On many levels—equipment, leadership, information, communication, strategy, and perhaps even perceptions of the incident itself—grave mistakes were made, not only by Colonel Georg Klein and his staff, but also by Germany’s military and civilian leadership. These issues are now the subject of a parliamentary inquiry. Yet at best, this forum will only indirectly address the core questions of German security policy. Does Germany actually have a security policy worthy of the name? If so, is this policy actually based on a strategy? How effective are the actors and institutions that shape and implement such policy? Do Germany’s alliance policies bear inspection? Finally, how good are the tools at its disposal? The following theses and recommendations are intended as a contribution to this debate.

Thesis #1: Germany is fully sovereign; its security policy is not.

In the 1970s a U.S. cigarette brand courted the emancipated woman with the slogan: “You’ve come a long way, baby.” The same could be said of Germany.
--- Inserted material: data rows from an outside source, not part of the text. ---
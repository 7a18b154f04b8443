//! Z-score outlier detection.

use serde::Serialize;

use super::{mean, std_dev};
use crate::dataset::Dataset;

/// Absolute z-score above which a value counts as an outlier.
pub const OUTLIER_ZSCORE: f64 = 3.0;

/// A per-column count (missing cells, outliers).
#[derive(Debug, Clone, PartialEq, Eq, Serialize)]
pub struct ColumnCount {
    /// Column name.
    pub column: String,
    /// The counted quantity.
    pub count: usize,
}

/// Count values whose population z-score exceeds `threshold` in magnitude.
///
/// Only rows complete across every numeric column take part, so a single
/// all-missing numeric column leaves nothing to score. Returns `None` when
/// the dataset has no numeric columns.
#[must_use]
pub fn zscore_outliers(dataset: &Dataset, threshold: f64) -> Option<Vec<ColumnCount>> {
    let columns: Vec<_> = dataset
        .numeric_columns()
        .filter_map(|c| c.values.as_ref().map(|values| (c.name.as_str(), values)))
        .collect();
    if columns.is_empty() {
        return None;
    }

    let complete_rows: Vec<usize> = (0..dataset.row_count)
        .filter(|&row| columns.iter().all(|(_, values)| values[row].is_some()))
        .collect();

    let counts = columns
        .iter()
        .map(|(name, values)| {
            let sample: Vec<f64> = complete_rows.iter().filter_map(|&row| values[row]).collect();
            ColumnCount {
                column: (*name).to_string(),
                count: count_beyond(&sample, threshold),
            }
        })
        .collect();
    Some(counts)
}

fn count_beyond(sample: &[f64], threshold: f64) -> usize {
    let m = mean(sample);
    let sd = std_dev(sample, 0);
    if !sd.is_finite() || sd == 0.0 {
        return 0;
    }
    sample
        .iter()
        .filter(|&&v| ((v - m) / sd).abs() > threshold)
        .count()
}
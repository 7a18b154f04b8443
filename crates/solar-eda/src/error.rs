//! Error types for solar-eda.
//!
//! This module defines all error types used throughout the solar-eda crate,
//! providing detailed context for debugging and user-friendly error messages.

use std::path::PathBuf;
use thiserror::Error;

/// The main error type for solar-eda operations.
#[derive(Error, Debug)]
pub enum Error {
    // === Dataset Errors ===
    /// A required dataset file does not exist.
    #[error("file not found: {}", path.display())]
    DatasetNotFound {
        /// Full path of the missing file.
        path: PathBuf,
    },

    /// Failed to read or parse a dataset CSV.
    #[error("failed to read dataset {}: {source}", path.display())]
    DatasetRead {
        /// Path to the dataset file.
        path: PathBuf,
        /// The underlying CSV error.
        #[source]
        source: csv::Error,
    },

    /// A data row has more fields than the header.
    #[error(
        "malformed row {row} in {}: expected {expected} fields, found {found}",
        path.display()
    )]
    MalformedRow {
        /// Path to the dataset file.
        path: PathBuf,
        /// One-based data row number (header excluded).
        row: usize,
        /// Number of header fields.
        expected: usize,
        /// Number of fields in the row.
        found: usize,
    },

    /// A dataset name was requested that is not part of the registry.
    #[error("unknown dataset '{name}'")]
    UnknownDataset {
        /// The requested name.
        name: String,
    },

    // === Analysis Errors ===
    /// A date cell could not be parsed as a datetime.
    #[error("cannot parse '{value}' in column '{column}' (row {row}) as a date")]
    DateParse {
        /// Name of the date column.
        column: String,
        /// One-based data row number.
        row: usize,
        /// The offending cell text.
        value: String,
    },

    // === Plot Errors ===
    /// Rendering a plot failed.
    #[error("failed to render plot {}: {message}", path.display())]
    Plot {
        /// Destination of the plot.
        path: PathBuf,
        /// Description of what went wrong.
        message: String,
    },

    // === Configuration Errors ===
    /// Failed to load configuration.
    #[error("failed to load configuration: {0}")]
    ConfigLoad(Box<figment::Error>),

    /// Configuration validation failed.
    #[error("invalid configuration: {message}")]
    ConfigValidation {
        /// Description of the validation failure.
        message: String,
    },

    // === I/O Errors ===
    /// File system operation failed.
    #[error("I/O error: {0}")]
    Io(#[from] std::io::Error),

    /// Failed to create a required directory.
    #[error("failed to create directory {}: {source}", path.display())]
    DirectoryCreate {
        /// Path that couldn't be created.
        path: PathBuf,
        /// The underlying error.
        #[source]
        source: std::io::Error,
    },

    // === Serialization Errors ===
    /// CSV serialization failed.
    #[error("CSV error: {0}")]
    Csv(#[from] csv::Error),

    /// JSON serialization/deserialization failed.
    #[error("JSON error: {0}")]
    Json(#[from] serde_json::Error),
}

/// A specialized Result type for solar-eda operations.
pub type Result<T> = std::result::Result<T, Error>;

impl From<figment::Error> for Error {
    fn from(err: figment::Error) -> Self {
        Self::ConfigLoad(Box::new(err))
    }
}

impl Error {
    /// Create a plot rendering error.
    #[must_use]
    pub fn plot(path: impl Into<PathBuf>, message: impl Into<String>) -> Self {
        Self::Plot {
            path: path.into(),
            message: message.into(),
        }
    }

    /// Create a configuration validation error.
    #[must_use]
    pub fn config_validation(message: impl Into<String>) -> Self {
        Self::ConfigValidation {
            message: message.into(),
        }
    }

    /// Create an unknown dataset error.
    #[must_use]
    pub fn unknown_dataset(name: impl Into<String>) -> Self {
        Self::UnknownDataset { name: name.into() }
    }

    /// Check if this error is a missing input file.
    #[must_use]
    pub fn is_not_found(&self) -> bool {
        matches!(self, Self::DatasetNotFound { .. })
    }
}

#[cfg(test)]
mod tests {
    use super::*;

    #[test]
    fn test_dataset_not_found_display() {
        let err = Error::DatasetNotFound {
            path: PathBuf::from("/data/benin-malanville.csv"),
        };
        assert_eq!(
            err.to_string(),
            "file not found: /data/benin-malanville.csv"
        );
        assert!(err.is_not_found());
    }

    #[test]
    fn test_is_not_found_false_for_other_errors() {
        assert!(!Error::unknown_dataset("x").is_not_found());
    }

    #[test]
    fn test_malformed_row_display() {
        let err = Error::MalformedRow {
            path: PathBuf::from("a.csv"),
            row: 7,
            expected: 3,
            found: 5,
        };
        let msg = err.to_string();
        assert!(msg.contains("a.csv"));
        assert!(msg.contains("row 7"));
        assert!(msg.contains("expected 3"));
        assert!(msg.contains("found 5"));
    }

    #[test]
    fn test_plot_error() {
        let err = Error::plot("/out/plots/x.png", "backend failure");
        let msg = err.to_string();
        assert!(msg.contains("/out/plots/x.png"));
        assert!(msg.contains("backend failure"));
    }

    #[test]
    fn test_date_parse_display() {
        let err = Error::DateParse {
            column: "Date".to_string(),
            row: 3,
            value: "yesterday".to_string(),
        };
        assert_eq!(
            err.to_string(),
            "cannot parse 'yesterday' in column 'Date' (row 3) as a date"
        );
    }

    #[test]
    fn test_unknown_dataset_display() {
        let err = Error::unknown_dataset("mars-olympus");
        assert_eq!(err.to_string(), "unknown dataset 'mars-olympus'");
    }

    #[test]
    fn test_config_validation_display() {
        let err = Error::config_validation("output_dir must not be empty");
        assert!(err.to_string().contains("output_dir"));
    }

    #[test]
    fn test_from_io_error() {
        let io_err = std::io::Error::new(std::io::ErrorKind::NotFound, "file not found");
        let err: Error = io_err.into();
        assert!(matches!(err, Error::Io(_)));
        assert!(err.to_string().contains("file not found"));
    }

    #[test]
    fn test_from_json_error() {
        let json_result: std::result::Result<i32, serde_json::Error> =
            serde_json::from_str("not valid json");
        if let Err(json_err) = json_result {
            let err: Error = json_err.into();
            assert!(matches!(err, Error::Json(_)));
        }
    }

    #[test]
    fn test_directory_create_error_display() {
        let io_err = std::io::Error::new(std::io::ErrorKind::PermissionDenied, "access denied");
        let err = Error::DirectoryCreate {
            path: PathBuf::from("/root/forbidden"),
            source: io_err,
        };
        let msg = err.to_string();
        assert!(msg.contains("/root/forbidden"));
        assert!(msg.contains("access denied"));
    }
}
No other country in Europe had as much ground to make up in the field of security policy after 1989 as the Federal Republic. Germany’s armed forces, the Bundeswehr, were created as the price for NATO entry in 1956, against massive domestic resistance, with a single mission: to defend the country’s 1,700-mile border along the Iron Curtain against a possible Warsaw Pact attack. The Bundeswehr’s ranks swelled to nearly 700,000 after taking over the GDR’s “National People’s Army.” Twenty years on, it has shrunk to a third of that size. After an agonized national debate about whether the Basic Law even permits “out-of-area missions” (the Constitutional Court handed down a conditional yes in 1994), Germany sent troops to UN, NATO and EU missions in Cambodia, Somalia, the Balkans, the Horn of Africa and Afghanistan; German soldiers saw combat for the first time in Kosovo. All the while, a succession of German governments firmly maintained the primacy of the civilian executive over the military and the pre-eminence of soft over hard power. These were and are remarkable achievements. Still, from the point of view of even its most sympathetic neighbors and allies, Germany still looks like a “nation in shackles of its own making,” as the Süddeutsche Zeitung’s Stefan Kornelius put it.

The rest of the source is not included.